Her interest in end-of-life issues was sparked in 1963. Cicely Saunders, an English physician who was a pioneer in the field, gave a lecture at Yale describing her approach to treating terminally ill cancer patients by easing pain and suffering in the final stages of life so they could concentrate on their relationships and prepare for death.

"She made an indelible impression on me, for until then I had thought nurses were the only people troubled by how a terminal illness was treated," wrote Dean Wald, who informally retained the title of dean after she left the Yale post in 1966.

After hearing Saunders's lecture, Dean Wald immediately sought to revamp nursing education to focus on patients and their families and involve them in the patients' care.

She resigned from the deanship to educate herself about the hospice movement. In 1969, she spent a month at St. Christopher's Hospice in London, the hospice founded by Saunders. When she returned to the United States, she formed an interdisciplinary team of doctors, clergy, and nurses to study the needs of dying patients. In 1974, that team founded the first US hospice, Connecticut Hospice in Branford. At first, it provided only home care; by 1980, it had an inpatient facility.

The hospice movement rapidly expanded, with programs sprouting by the dozens, then hundreds. In 1982, Congress required Medicare to pay for hospice care, which put the treatment in mainstream medical practice. Today, about 3,200 hospice programs serve about 900,000 patients a year in the United States.

"Hospice care for the terminally ill is the end piece of how to care for patients from birth on," Dean Wald once wrote. "As more and more people . . . are exposed to this new model of how to approach end-of-life care, we are taking what was essentially a hidden scene - death, an unknown - and making it a reality. We are showing people that there are meaningful ways to cope with this very difficult situation."

During the 1990s, Dean Wald joined the board of the National Prison Hospice Association. She also declared her support for physician-assisted suicide.

"There are cases in which either the pain or the debilitation the patient is experiencing is more than can be borne, whether it be economically, physically, emotionally, or socially," she said. "For this reason, I feel a range of options should be available to the patient, and this should include assisted suicide."

She was born Florence Sophie Schorske on April 19, 1917, in New York. When she was young, she spent months in a hospital because of a chronic respiratory ailment, an experience that inspired her to enter nursing.

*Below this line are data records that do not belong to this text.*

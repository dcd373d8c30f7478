/*
 * Copyright (c) 2026 Ilya Shishov
 * Licensed under the MIT License.
 * See the LICENSE file in the project root for full license information.
 */

use std::io;

mod args;
mod framing;
mod modes;
mod opts;
mod sock;
mod sockets;
mod test_helpers;

use crate::args::ZmqPipeArgs;

fn main() -> io::Result<()> {
    let mut command = ZmqPipeArgs::get_scenario();
    command.execute();
    Ok(())
}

She graduated from Mount Holyoke College in 1938 and received a master's degree in nursing from Yale in 1941. During World War II, she worked as a research technician with the US Army Signal Corps.

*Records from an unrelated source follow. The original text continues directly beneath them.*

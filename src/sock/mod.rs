pub mod decorators;
pub use decorators::{TraceHexDecorator, TraceInfoDecorator};

use clap::ValueEnum;
use std::io::Result;

use crate::opts::OptValue;

/// A blocking message socket providing whole-message exchange.
#[allow(unused)]
pub trait MessageSock: Send {
    /// Establishes the socket: create, bind/connect, apply options.
    fn open(&mut self) -> Result<()> {
        Ok(())
    }

    /// Tears the socket down.
    fn close(&mut self) {}

    /// Receives one whole message, blocking until it arrives.
    fn recv(&self) -> Result<Vec<u8>>;

    /// Sends one whole message, blocking until it is queued.
    fn send(&self, message: &[u8]) -> Result<()>;
}

pub trait SockInfo {
    fn get_type_name(&self) -> &str;
    fn get_id(&self) -> u32;
    fn get_description(&self) -> String {
        format!("{}{}", self.get_type_name(), self.get_id())
    }
}

pub trait ComplexSock: MessageSock + SockInfo {}

// Any type that impl MessageSock & SockInfo automatically
// implements ComplexSock
impl<T: MessageSock + SockInfo> ComplexSock for T {}

/// Messaging pattern of the socket, as understood by the transport.
#[derive(Clone, Copy, Debug, PartialEq, Eq, ValueEnum)]
#[value(rename_all = "UPPER")]
pub enum SockType {
    Push,
    Pull,
    Pub,
    Sub,
    Req,
    Rep,
    Pair,
}

impl SockType {
    pub fn name(&self) -> &'static str {
        match self {
            SockType::Push => "PUSH",
            SockType::Pull => "PULL",
            SockType::Pub => "PUB",
            SockType::Sub => "SUB",
            SockType::Req => "REQ",
            SockType::Rep => "REP",
            SockType::Pair => "PAIR",
        }
    }

    /// Whether the pattern can receive in plain read mode.
    pub fn can_recv(&self) -> bool {
        matches!(self, SockType::Pull | SockType::Sub | SockType::Pair)
    }

    /// Whether the pattern can send in plain write mode.
    pub fn can_send(&self) -> bool {
        matches!(self, SockType::Push | SockType::Pub | SockType::Pair)
    }

    /// Request/reply patterns run the alternation loop instead of a mode.
    pub fn is_reqrep(&self) -> bool {
        matches!(self, SockType::Req | SockType::Rep)
    }
}

#[derive(Clone, Copy, Debug, PartialEq, Eq)]
pub enum Behavior {
    Bind,
    Connect,
}

/// Immutable socket recipe assembled from the command line.
pub struct SockConfig {
    pub sock_type: SockType,
    pub behavior: Behavior,
    pub addresses: Vec<String>,
    pub options: Vec<(i32, OptValue)>,
}

macro_rules! make_message_sock {
    ($name: ident { $($field:ident : $t:ty),* $(,)? }, $stype: expr $(, $self_ident: ident, $sock_descr: block)?) => {
        paste::paste! {
            use crate::sock::SockInfo;
            use std::sync::atomic::AtomicU32 as IdAtomic;
            use std::sync::atomic::Ordering as IdOrdering;
            #[allow(non_upper_case_globals)]
            static [<$name _id>]: IdAtomic = IdAtomic::new(0);
            pub struct $name {
                stype: String,
                id: u32,
                $($field: $t),*
            }
            impl $name {
                pub fn new($($field: $t),*) -> Self {
                    Self {
                        id: [<$name _id>].fetch_add(1, IdOrdering::Relaxed),
                        stype: $stype.to_string(),
                        $($field),*
                    }
                }
            }
            impl SockInfo for $name {
                fn get_type_name(&self) -> &str {
                    self.stype.as_str()
                }
                fn get_id(&self) -> u32 {
                    self.id
                }
                $(
                    fn get_description(&$self_ident) -> String {
                        $sock_descr
                    }
                )?
            }
        }
    };
}
pub(crate) use make_message_sock;

mod tests {
    #![allow(unused_imports)]

    use super::SockType;

    #[test]
    fn direction_matrix() {
        assert!(SockType::Push.can_send() && !SockType::Push.can_recv());
        assert!(SockType::Pull.can_recv() && !SockType::Pull.can_send());
        assert!(SockType::Pub.can_send() && !SockType::Pub.can_recv());
        assert!(SockType::Sub.can_recv() && !SockType::Sub.can_send());
        assert!(SockType::Pair.can_send() && SockType::Pair.can_recv());
        assert!(SockType::Req.is_reqrep() && SockType::Rep.is_reqrep());
    }
}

After the war, she became a staff nurse with the Visiting Nurse Service of New York and a research assistant in the surgical metabolism unit of the College of Physicians and Surgeons in New York. She also spent two years as an instructor at Rutgers University's nursing school.

She returned to Yale and received a second master's degree in mental health nursing in 1956 and then became an instructor in the nursing program. In 1958, she was appointed acting dean of the school, a position that became permanent a year later.

At Yale, Dean Wald was credited with making the study of nursing more academically rigorous, and she revamped nursing education to focus on involving patients and their families in treatment.

She was inducted into the National Women's Hall of Fame in 1998. She was also named a "living legend" by the American Academy of Nursing.

Her husband, Henry Wald, died in 2000.

Survivors include two children and five grandchildren.